Leasing Playing a Large Part in New Vehicle Sales Growth

Automak­ers are bat­tling for lead­er­ship in the mid­size car seg­ment, and leas­ing has become a big part of their mar­ket­ing strate­gies. Toy­ota is using a $199-a-month lease on its Cam­ry to main­tain its posi­tion as the top sell­ing car in the US. While this used to be a tac­tic for lux­u­ry vehi­cles, leas­ing is now becom­ing more main­stream. Ford is using leas­ing to sell more Fusions and Hon­da is using that method to increase num­bers on its Accord.

Sol­id used car prices, low inter­est rates, and the appeal of low­er month­ly pay­ments with US con­sumers is dri­ving the leas­ing trend. Its reach­ing its high­est lev­el as a fund­ing source for new vehi­cle sales not seen since 2007. Leas­ing makes up at least 22.5% of new-vehi­cle sales this year, accord­ing to JD Pow­er and Asso­ciates. It’s help­ing US new vehi­cle sales reach a six-year high. At its present rate, new vehi­cles sales would hit 15.8 mil­lion this year, ver­sus 14.1 mil­lion last year.

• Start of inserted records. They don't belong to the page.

//! Attributing tool usage to the sub-agent type that issued it.
//!
//! A sub-agent's own invocations live in a separate `agent-<id>.jsonl`
//! file, but the event naming its type (the `Task` launch) and the event
//! carrying its ephemeral id (the launch's result, via the side-channel
//! `toolUseResult.agentId` field) are both in the parent session's log.
//! Recovering the association takes two passes over the file set:
//!
//! 1. scan every non-agent session log for `Task` launches, holding each
//!    launch's declared type as *pending* until a result referencing its
//!    `tool_use_id` surfaces the spawned agent's id;
//! 2. scan every agent log, counting its invocations and resolving the
//!    file's own id through the phase-1 mapping (`"Unknown"` when the
//!    launch was never correlated).

use std::collections::{BTreeSet, HashMap, HashSet};
use std::fs::File;
use std::io::{BufRead, BufReader, ErrorKind};
use std::path::{Path, PathBuf};

use chrono::{DateTime, Utc};
use serde_json::Value;

use crate::aggregate::decode_project_path;
use crate::cache::UsageCache;
use crate::progress::{ProgressSink, abbreviate_session};
use crate::scanner::{as_tool_result, as_tool_use, content_items, entry_timestamp};
use crate::signature::{PermissionSignature, derive_signature};
use crate::stats::{AgentUsageStats, PermissionStats};
use crate::{Error, Result};

/// The sub-agent launch tool. Its own use inside an agent log is not a
/// resource permission and is excluded from attribution.
const LAUNCH_TOOL: &str = "Task";

/// Sentinel type for agent ids the mapping pass never resolved.
const UNKNOWN_AGENT: &str = "Unknown";

/// Accumulates usage for one agent type across files.
#[derive(Default)]
struct AgentAccumulator {
    permissions: HashMap<String, PermissionStats>,
    sessions: HashSet<PathBuf>,
    projects: BTreeSet<String>,
    last_seen: Option<DateTime<Utc>>,
}

/// Group tool usage by the sub-agent type that issued it.
///
/// Both phases consult `cache` per file; the caller persists it. Sorted
/// descending by total call count.
pub fn load_agent_usage(
    projects_dir: &Path,
    cache: &mut UsageCache,
    progress: &dyn ProgressSink,
) -> Result<Vec<AgentUsageStats>> {
    let project_dirs = list_project_dirs(projects_dir)?;

    // Phase 1: agent id -> declared type, from parent session logs.
    let mut agent_types: HashMap<String, String> = HashMap::new();
    for (dir, name) in &project_dirs {
        progress.notify(name);

        for session_file in glob_files(&dir.join("*.jsonl")) {
            if is_agent_log(&session_file) {
                continue;
            }

            if let Some(cached) = cache.agent_mappings(&session_file) {
                agent_types.extend(cached);
                continue;
            }

            if let Some(stem) = session_file.file_stem().and_then(|s| s.to_str()) {
                progress.notify(&format!("session:{}", abbreviate_session(stem)));
            }

            let mappings = extract_agent_mappings(&session_file);
            agent_types.extend(mappings.clone());
            cache.set_agent_mappings(&session_file, mappings);
        }
    }

    // Phase 2: count each agent log's invocations under its resolved type.
    let mut accumulators: HashMap<String, AgentAccumulator> = HashMap::new();
    for (dir, name) in &project_dirs {
        progress.notify(name);

        let mut agent_files = glob_files(&dir.join("agent-*.jsonl"));
        agent_files.extend(glob_files(&dir.join("*/subagents/agent-*.jsonl")));

        for agent_file in agent_files {
            let Some(agent_id) = agent_id_from_path(&agent_file) else {
                continue;
            };

            let (stats, file_last_seen) = match cache.agent_session(&agent_file) {
                Some(cached) => cached,
                None => {
                    let parsed = scan_agent_log(&agent_file);
                    cache.set_agent_session(&agent_file, parsed.0.clone(), parsed.1);
                    parsed
                }
            };

            let agent_type = agent_types
                .get(&agent_id)
                .map(String::as_str)
                .unwrap_or(UNKNOWN_AGENT);

            let acc = accumulators.entry(agent_type.to_string()).or_default();
            acc.sessions.insert(agent_file.clone());
            acc.projects.insert(name.clone());
            for stat in stats {
                acc.permissions
                    .entry(stat.signature.raw.clone())
                    .or_insert_with(|| PermissionStats::new(stat.signature.clone()))
                    .absorb(&stat);
            }
            if let Some(at) = file_last_seen
                && acc.last_seen.is_none_or(|seen| at > seen)
            {
                acc.last_seen = Some(at);
            }
        }
    }

    let mut result: Vec<AgentUsageStats> = accumulators
        .into_iter()
        .map(|(agent_type, acc)| {
            let mut permissions: Vec<PermissionStats> = acc.permissions.into_values().collect();
            permissions.sort_by(|a, b| b.count.cmp(&a.count));
            let total_calls = permissions.iter().map(|p| p.count).sum();

            AgentUsageStats {
                agent_type,
                permissions,
                total_calls,
                last_seen: acc.last_seen,
                sessions: acc.sessions.len(),
                projects: acc.projects,
            }
        })
        .collect();
    result.sort_by(|a, b| b.total_calls.cmp(&a.total_calls));
    Ok(result)
}

/// Immediate subdirectories of the projects dir with their decoded names.
fn list_project_dirs(projects_dir: &Path) -> Result<Vec<(PathBuf, String)>> {
    let entries = match std::fs::read_dir(projects_dir) {
        Ok(entries) => entries,
        Err(e) if e.kind() == ErrorKind::NotFound => return Ok(Vec::new()),
        Err(e) => return Err(Error::Io(e)),
    };

    let mut dirs = Vec::new();
    for entry in entries.flatten() {
        if entry.file_type().map(|t| t.is_dir()).unwrap_or(false) {
            let name = decode_project_path(&entry.file_name().to_string_lossy());
            dirs.push((entry.path(), name));
        }
    }
    Ok(dirs)
}

fn glob_files(pattern: &Path) -> Vec<PathBuf> {
    let Some(pattern) = pattern.to_str() else {
        return Vec::new();
    };
    glob::glob(pattern)
        .map(|paths| paths.flatten().collect())
        .unwrap_or_default()
}

fn is_agent_log(path: &Path) -> bool {
    path.file_name()
        .and_then(|n| n.to_str())
        .is_some_and(|n| n.starts_with("agent-"))
}

/// The ephemeral agent id encoded in an `agent-<id>.jsonl` filename.
fn agent_id_from_path(path: &Path) -> Option<String> {
    path.file_name()
        .and_then(|n| n.to_str())?
        .strip_prefix("agent-")?
        .strip_suffix(".jsonl")
        .map(String::from)
}

/// Phase 1 over a single parent session log.
///
/// `Task` launches go into a pending map keyed by `tool_use_id`; a result
/// carrying `toolUseResult.agentId` promotes the matching pending entry to
/// a durable id -> type mapping. Pendings left at EOF are dropped (their
/// agents end up in the Unknown bucket).
fn extract_agent_mappings(path: &Path) -> HashMap<String, String> {
    let mut mappings = HashMap::new();
    let Ok(file) = File::open(path) else {
        return mappings;
    };
    let reader = BufReader::with_capacity(64 * 1024, file);

    let mut pending: HashMap<String, String> = HashMap::new();

    for line in reader.lines() {
        let Ok(line) = line else { break };

        if !line.contains("\"Task\"")
            && !line.contains("\"subagent_type\"")
            && !line.contains("\"tool_result\"")
            && !line.contains("\"toolUseResult\"")
        {
            continue;
        }

        let Ok(entry) = serde_json::from_str::<Value>(&line) else {
            continue;
        };

        match entry.get("type").and_then(|v| v.as_str()) {
            Some("assistant") => {
                for item in content_items(&entry) {
                    let Some((id, name, input)) = as_tool_use(item) else {
                        continue;
                    };
                    if name != LAUNCH_TOOL || id.is_empty() {
                        continue;
                    }
                    if let Some(declared) = input.get("subagent_type").and_then(|v| v.as_str())
                        && !declared.is_empty()
                    {
                        pending.insert(id.to_string(), declared.to_string());
                    }
                }
            }
            Some("user") => {
                let Some(agent_id) = entry
                    .get("toolUseResult")
                    .and_then(|r| r.get("agentId"))
                    .and_then(|v| v.as_str())
                else {
                    continue;
                };

                for item in content_items(&entry) {
                    let Some((tool_use_id, _, _)) = as_tool_result(item) else {
                        continue;
                    };
                    if let Some(agent_type) = pending.remove(tool_use_id) {
                        mappings.insert(agent_id.to_string(), agent_type);
                    }
                }
            }
            _ => {}
        }
    }

    mappings
}

/// Phase 2 over a single agent log: invocations only.
///
/// Results are ignored entirely (outcomes are not attributed per agent)
/// and the launch tool itself is excluded. Also returns the file-wide
/// most recent invocation timestamp.
fn scan_agent_log(path: &Path) -> (Vec<PermissionStats>, Option<DateTime<Utc>>) {
    let Ok(file) = File::open(path) else {
        return (Vec::new(), None);
    };
    let reader = BufReader::with_capacity(64 * 1024, file);

    let mut stats: HashMap<String, PermissionStats> = HashMap::new();
    let mut file_last_seen: Option<DateTime<Utc>> = None;

    for line in reader.lines() {
        let Ok(line) = line else { break };
        if !line.contains("\"tool_use\"") {
            continue;
        }
        let Ok(entry) = serde_json::from_str::<Value>(&line) else {
            continue;
        };
        if entry.get("type").and_then(|v| v.as_str()) != Some("assistant") {
            continue;
        }

        let seen_at = entry_timestamp(&entry);

        for item in content_items(&entry) {
            let Some((_, name, input)) = as_tool_use(item) else {
                continue;
            };
            if name == LAUNCH_TOOL {
                continue;
            }

            let raw = derive_signature(name, input);
            let stat = stats
                .entry(raw.clone())
                .or_insert_with(|| PermissionStats::new(PermissionSignature::parse(&raw)));
            stat.count += 1;
            stat.bump_last_seen(seen_at);

            if let Some(at) = seen_at
                && file_last_seen.is_none_or(|seen| at > seen)
            {
                file_last_seen = Some(at);
            }
        }
    }

    (stats.into_values().collect(), file_last_seen)
}
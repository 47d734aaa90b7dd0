//! # claude-perms
//!
//! Permission usage analytics for Claude Code session logs.
//!
//! This crate scans the JSONL session transcripts Claude Code writes under
//! `~/.claude/projects/`, correlates each tool invocation with its eventual
//! result (approved, user-rejected, or failed), and aggregates the counts
//! into per-permission and per-agent-type statistics. Repeated scans are
//! incremental: per-file results are cached keyed by a metadata fingerprint,
//! so only changed files are re-parsed.
//!
//! ## Quick Start
//!
//! ```rust,no_run
//! use claude_perms::{NoopProgress, ScanConfig, load_report};
//!
//! fn main() -> Result<(), claude_perms::Error> {
//!     let config = ScanConfig::default();
//!     let report = load_report(&config, None, &NoopProgress)?;
//!     for group in &report.groups {
//!         println!("{}: {} calls", group.family, group.total_count);
//!     }
//!     Ok(())
//! }
//! ```
//!
//! ## Streaming progress
//!
//! ```rust,no_run
//! use claude_perms::{ScanConfig, load_report};
//!
//! let (tx, rx) = std::sync::mpsc::channel::<String>();
//! std::thread::spawn(move || {
//!     for message in rx {
//!         eprintln!("scanning: {message}");
//!     }
//! });
//! let report = load_report(&ScanConfig::default(), None, &tx)?;
//! # Ok::<(), claude_perms::Error>(())
//! ```

#![deny(rustdoc::broken_intra_doc_links)]

pub mod aggregate;
pub mod agents;
pub mod cache;
pub mod config;
pub mod declarations;
pub mod grouping;
pub mod prelude;
pub mod progress;
pub mod report;
pub mod scanner;
pub mod settings;
pub mod signature;
pub mod stats;

// Re-exports for convenience
pub use aggregate::{decode_project_path, load_permission_stats};
pub use agents::load_agent_usage;
pub use cache::{Fingerprint, UsageCache, CACHE_VERSION};
pub use config::{ScanConfig, ScanConfigBuilder};
pub use declarations::{Declaration, load_agent_declarations, load_skill_declarations};
pub use grouping::group_permissions;
pub use progress::{NoopProgress, ProgressSink};
pub use report::{UsageReport, load_report};
pub use scanner::scan_session_log;
pub use settings::{
    ApplyResult, DiffLine, DiffStatus, Settings, apply_approval_levels, approval_level,
    load_project_permissions, load_user_permissions, preview_diff, write_permission,
    write_project_permission, write_user_permission,
};
pub use signature::{PermissionSignature, derive_signature, matches_approval_pattern};
pub use stats::{AgentUsageStats, ApprovalLevel, PermissionGroup, PermissionStats};

/// Error type for claude-perms operations.
///
/// Only failures of the run as a whole surface here. Per-unit failures
/// (a malformed log line, an unreadable project directory, a stale cache)
/// are recovered locally by skipping the offending unit.
#[derive(Debug, thiserror::Error)]
#[non_exhaustive]
pub enum Error {
    /// File system operation failed.
    #[error("IO error: {0}")]
    Io(#[from] std::io::Error),

    /// JSON serialization or deserialization failed.
    #[error("JSON parsing failed: {0}")]
    Json(#[from] serde_json::Error),

    /// Failed to parse a document or timestamp.
    #[error("Parse error: {0}")]
    Parse(String),

    /// Invalid or missing configuration.
    #[error("Configuration error: {0}")]
    Config(String),
}

pub type Result<T> = std::result::Result<T, Error>;
//! Walking the projects directory and merging per-file scan results.

use std::collections::HashMap;
use std::io::ErrorKind;
use std::path::Path;

use chrono::{DateTime, TimeZone, Utc};
use serde::Deserialize;

use crate::cache::UsageCache;
use crate::progress::{ProgressSink, abbreviate_session};
use crate::scanner::scan_session_log;
use crate::stats::PermissionStats;
use crate::{Error, Result};

/// `sessions-index.json`: which session logs a project directory holds.
#[derive(Debug, Deserialize)]
struct SessionsIndex {
    #[serde(default)]
    #[allow(dead_code)]
    version: u32,
    #[serde(default)]
    entries: Vec<SessionIndexEntry>,
}

#[derive(Debug, Deserialize)]
#[serde(rename_all = "camelCase")]
struct SessionIndexEntry {
    session_id: String,
    #[serde(default)]
    #[allow(dead_code)]
    full_path: Option<String>,
    /// Epoch milliseconds; fallback when `modified` is unusable.
    #[serde(default)]
    file_mtime: i64,
    #[serde(default)]
    modified: Option<String>,
}

impl SessionIndexEntry {
    /// Session-level fallback timestamp: the explicit modified stamp,
    /// else the indexed file mtime.
    fn fallback_time(&self) -> Option<DateTime<Utc>> {
        if let Some(modified) = self.modified.as_deref()
            && let Ok(t) = DateTime::parse_from_rfc3339(modified)
        {
            return Some(t.with_timezone(&Utc));
        }
        Utc.timestamp_millis_opt(self.file_mtime).single()
    }
}

fn load_sessions_index(path: &Path) -> Result<Vec<SessionIndexEntry>> {
    let data = std::fs::read_to_string(path)?;
    let index: SessionsIndex = serde_json::from_str(&data)?;
    Ok(index.entries)
}

/// Decode a path-encoded project directory name back to a readable path.
///
/// `-Users-alice-code-app` -> `/Users/alice/code/app`; a name with no
/// leading marker decodes separators without becoming absolute.
pub fn decode_project_path(encoded: &str) -> String {
    match encoded.strip_prefix('-') {
        Some(rest) => format!("/{}", rest.replace('-', "/")),
        None => encoded.replace('-', "/"),
    }
}

/// Scan every project's session logs under `projects_dir` and merge the
/// per-file stats into global per-signature totals.
///
/// Per-file results come from `cache` when the file is unchanged; misses
/// are scanned and written back (the caller persists the cache). A missing
/// projects directory yields an empty result; any other error opening it
/// fails the run. Unreadable projects and session files are skipped.
pub fn load_permission_stats(
    projects_dir: &Path,
    cache: &mut UsageCache,
    progress: &dyn ProgressSink,
) -> Result<Vec<PermissionStats>> {
    let entries = match std::fs::read_dir(projects_dir) {
        Ok(entries) => entries,
        Err(e) if e.kind() == ErrorKind::NotFound => return Ok(Vec::new()),
        Err(e) => return Err(Error::Io(e)),
    };

    let mut merged: HashMap<String, PermissionStats> = HashMap::new();
    let mut order: Vec<String> = Vec::new();
    let mut cache_hits = 0usize;
    let mut cache_misses = 0usize;

    for entry in entries {
        let Ok(entry) = entry else { continue };
        if !entry.file_type().map(|t| t.is_dir()).unwrap_or(false) {
            continue;
        }

        let project_path = entry.path();
        let project_name = decode_project_path(&entry.file_name().to_string_lossy());
        progress.notify(&project_name);

        let index_path = project_path.join("sessions-index.json");
        let sessions = match load_sessions_index(&index_path) {
            Ok(sessions) => sessions,
            Err(e) => {
                tracing::debug!(project = %project_name, error = %e, "Skipping project without usable index");
                continue;
            }
        };

        for session in sessions {
            progress.notify(&format!("session:{}", abbreviate_session(&session.session_id)));

            let session_path = project_path.join(format!("{}.jsonl", session.session_id));

            let stats = match cache.session_stats(&session_path) {
                Some(stats) => {
                    cache_hits += 1;
                    stats
                }
                None => {
                    let stats = match scan_session_log(&session_path, session.fallback_time()) {
                        Ok(stats) => stats,
                        Err(e) => {
                            tracing::debug!(path = %session_path.display(), error = %e, "Skipping unreadable session log");
                            continue;
                        }
                    };
                    cache.set_session_stats(&session_path, stats.clone());
                    cache_misses += 1;
                    stats
                }
            };

            for file_stats in stats {
                let slot = merged
                    .entry(file_stats.signature.raw.clone())
                    .or_insert_with(|| {
                        order.push(file_stats.signature.raw.clone());
                        PermissionStats::new(file_stats.signature.clone())
                    });
                slot.absorb(&file_stats);
                slot.projects.insert(project_name.clone());
            }
        }
    }

    progress.notify(&format!("Cache: {cache_hits} hits, {cache_misses} misses"));

    let mut stats: Vec<PermissionStats> = order
        .into_iter()
        .filter_map(|raw| merged.remove(&raw))
        .collect();
    stats.sort_by(|a, b| b.count.cmp(&a.count));
    Ok(stats)
}

#[cfg(test)]
mod tests {
    use super::*;
    use crate::progress::NoopProgress;
    use tempfile::TempDir;

    fn seed_project(projects: &Path, encoded: &str, sessions: &[(&str, &str)]) {
        let dir = projects.join(encoded);
        std::fs::create_dir_all(&dir).unwrap();

        let entries: Vec<String> = sessions
            .iter()
            .map(|(id, _)| {
                format!(
                    r#"{{"sessionId":"{id}","fullPath":"{}","fileMtime":1740000000000,"modified":"2025-03-01T10:00:00Z"}}"#,
                    dir.join(format!("{id}.jsonl")).display()
                )
            })
            .collect();
        std::fs::write(
            dir.join("sessions-index.json"),
            format!(r#"{{"version":1,"entries":[{}]}}"#, entries.join(",")),
        )
        .unwrap();

        for (id, body) in sessions {
            std::fs::write(dir.join(format!("{id}.jsonl")), body).unwrap();
        }
    }

    fn bash_use(id: &str, command: &str) -> String {
        format!(
            r#"{{"type":"assistant","message":{{"content":[{{"type":"tool_use","id":"{id}","name":"Bash","input":{{"command":"{command}"}}}}]}}}}"#
        )
    }

    #[test]
    fn test_decode_project_path() {
        assert_eq!(
            decode_project_path("-Users-satchmo-code-myproject"),
            "/Users/satchmo/code/myproject"
        );
        assert_eq!(decode_project_path("-test-project"), "/test/project");
        assert_eq!(decode_project_path("local-project"), "local/project");
    }

    #[test]
    fn test_missing_projects_dir_is_empty() {
        let dir = TempDir::new().unwrap();
        let mut cache = UsageCache::default();
        let stats =
            load_permission_stats(&dir.path().join("absent"), &mut cache, &NoopProgress).unwrap();
        assert!(stats.is_empty());
        assert!(!cache.is_dirty());
    }

    #[test]
    fn test_merge_across_projects() {
        let dir = TempDir::new().unwrap();
        let log_a = format!("{}\n{}", bash_use("t1", "git status"), bash_use("t2", "git status"));
        let log_b = bash_use("t1", "git status");
        seed_project(dir.path(), "-proj-a", &[("s1", &log_a)]);
        seed_project(dir.path(), "-proj-b", &[("s2", &log_b)]);

        let mut cache = UsageCache::default();
        let stats = load_permission_stats(dir.path(), &mut cache, &NoopProgress).unwrap();

        assert_eq!(stats.len(), 1);
        assert_eq!(stats[0].signature.raw, "Bash(git status:*)");
        assert_eq!(stats[0].count, 3);
        assert_eq!(
            stats[0].projects.iter().collect::<Vec<_>>(),
            ["/proj/a", "/proj/b"]
        );
    }

    #[test]
    fn test_sorted_descending_by_count() {
        let dir = TempDir::new().unwrap();
        let log = format!(
            "{}\n{}\n{}",
            bash_use("t1", "ls"),
            bash_use("t2", "ls"),
            r#"{"type":"assistant","message":{"content":[{"type":"tool_use","id":"t3","name":"Read","input":{}}]}}"#
        );
        seed_project(dir.path(), "-p", &[("s1", &log)]);

        let mut cache = UsageCache::default();
        let stats = load_permission_stats(dir.path(), &mut cache, &NoopProgress).unwrap();
        assert_eq!(stats[0].signature.raw, "Bash(ls:*)");
        assert_eq!(stats[0].count, 2);
        assert_eq!(stats[1].signature.raw, "Read");
    }

    #[test]
    fn test_broken_index_skips_project_only() {
        let dir = TempDir::new().unwrap();
        seed_project(dir.path(), "-good", &[("s1", &bash_use("t1", "ls"))]);

        let bad = dir.path().join("-bad");
        std::fs::create_dir_all(&bad).unwrap();
        std::fs::write(bad.join("sessions-index.json"), "{broken").unwrap();

        let mut cache = UsageCache::default();
        let stats = load_permission_stats(dir.path(), &mut cache, &NoopProgress).unwrap();
        assert_eq!(stats.len(), 1);
        assert_eq!(stats[0].projects.iter().collect::<Vec<_>>(), ["/good"]);
    }

    #[test]
    fn test_missing_session_file_skipped() {
        let dir = TempDir::new().unwrap();
        let project = dir.path().join("-p");
        std::fs::create_dir_all(&project).unwrap();
        std::fs::write(
            project.join("sessions-index.json"),
            r#"{"version":1,"entries":[{"sessionId":"ghost","fileMtime":0}]}"#,
        )
        .unwrap();

        let mut cache = UsageCache::default();
        let stats = load_permission_stats(dir.path(), &mut cache, &NoopProgress).unwrap();
        assert!(stats.is_empty());
    }

    #[test]
    fn test_second_run_hits_cache() {
        let dir = TempDir::new().unwrap();
        seed_project(dir.path(), "-p", &[("s1", &bash_use("t1", "ls"))]);
        let cache_path = dir.path().join("perms-cache.json");

        let mut cache = UsageCache::default();
        let first = load_permission_stats(dir.path(), &mut cache, &NoopProgress).unwrap();
        assert!(cache.is_dirty());
        cache.save(&cache_path).unwrap();

        let (tx, rx) = std::sync::mpsc::channel::<String>();
        let mut cache = UsageCache::load(&cache_path);
        let second = load_permission_stats(dir.path(), &mut cache, &tx).unwrap();

        assert_eq!(first, second);
        assert!(!cache.is_dirty(), "all-hits run must not dirty the cache");
        let summary: Vec<String> = rx.try_iter().filter(|m| m.starts_with("Cache:")).collect();
        assert_eq!(summary, ["Cache: 1 hits, 0 misses"]);
    }

    #[test]
    fn test_changed_file_forces_rescan() {
        let dir = TempDir::new().unwrap();
        seed_project(dir.path(), "-p", &[("s1", &bash_use("t1", "ls"))]);

        let mut cache = UsageCache::default();
        load_permission_stats(dir.path(), &mut cache, &NoopProgress).unwrap();

        let log = dir.path().join("-p").join("s1.jsonl");
        let grown = format!("{}\n{}", bash_use("t1", "ls"), bash_use("t2", "ls"));
        std::fs::write(&log, grown).unwrap();

        let stats = load_permission_stats(dir.path(), &mut cache, &NoopProgress).unwrap();
        assert_eq!(stats[0].count, 2);
    }

    #[test]
    fn test_fallback_time_prefers_modified() {
        let entry = SessionIndexEntry {
            session_id: "s".into(),
            full_path: None,
            file_mtime: 1_600_000_000_000,
            modified: Some("2025-03-01T10:00:00Z".into()),
        };
        assert_eq!(
            entry.fallback_time().unwrap().to_rfc3339(),
            "2025-03-01T10:00:00+00:00"
        );

        let entry = SessionIndexEntry {
            session_id: "s".into(),
            full_path: None,
            file_mtime: 1_600_000_000_000,
            modified: Some("not a timestamp".into()),
        };
        assert_eq!(
            entry.fallback_time().unwrap().timestamp_millis(),
            1_600_000_000_000
        );
    }
}
//! Collapsing flat permission stats into per-family groups.

use std::collections::HashMap;

use crate::stats::{PermissionGroup, PermissionStats};

/// Partition flat stats by permission family.
///
/// Children keep their full stats, sorted descending by count; group
/// totals are exact sums over children and the group list itself is
/// sorted descending by total count. Total function: empty in, empty out.
pub fn group_permissions(stats: &[PermissionStats]) -> Vec<PermissionGroup> {
    let mut groups: HashMap<String, PermissionGroup> = HashMap::new();
    let mut order: Vec<String> = Vec::new();

    for stat in stats {
        let family = &stat.signature.family;
        let group = groups.entry(family.clone()).or_insert_with(|| {
            order.push(family.clone());
            PermissionGroup {
                family: family.clone(),
                total_count: 0,
                total_approved: 0,
                total_denied: 0,
                last_seen: None,
                children: Vec::new(),
                approved_at: stat.approved_at,
            }
        });

        group.total_count += stat.count;
        group.total_approved += stat.approved;
        group.total_denied += stat.denied;
        if let Some(at) = stat.last_seen
            && group.last_seen.is_none_or(|seen| at > seen)
        {
            group.last_seen = Some(at);
        }
        group.approved_at = group.approved_at.max(stat.approved_at);
        group.children.push(stat.clone());
    }

    let mut result: Vec<PermissionGroup> = order
        .into_iter()
        .filter_map(|family| groups.remove(&family))
        .collect();

    for group in &mut result {
        group.children.sort_by(|a, b| b.count.cmp(&a.count));
    }
    result.sort_by(|a, b| b.total_count.cmp(&a.total_count));

    result
}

Sol­id rat­ings in vehi­cle qual­i­ty and depend­abil­i­ty are help­ing leas­ing stay strong, and sol­id used car prices are help­ing resid­u­als keep their val­ue. Automak­ers will need to remain in a cau­tious stance for leas­ing to mer­it its worth – exces­sive leas­ing trans­ac­tions by automak­ers have hurt used vehi­cle val­ues and cap­tive finance arm prof­its in years past.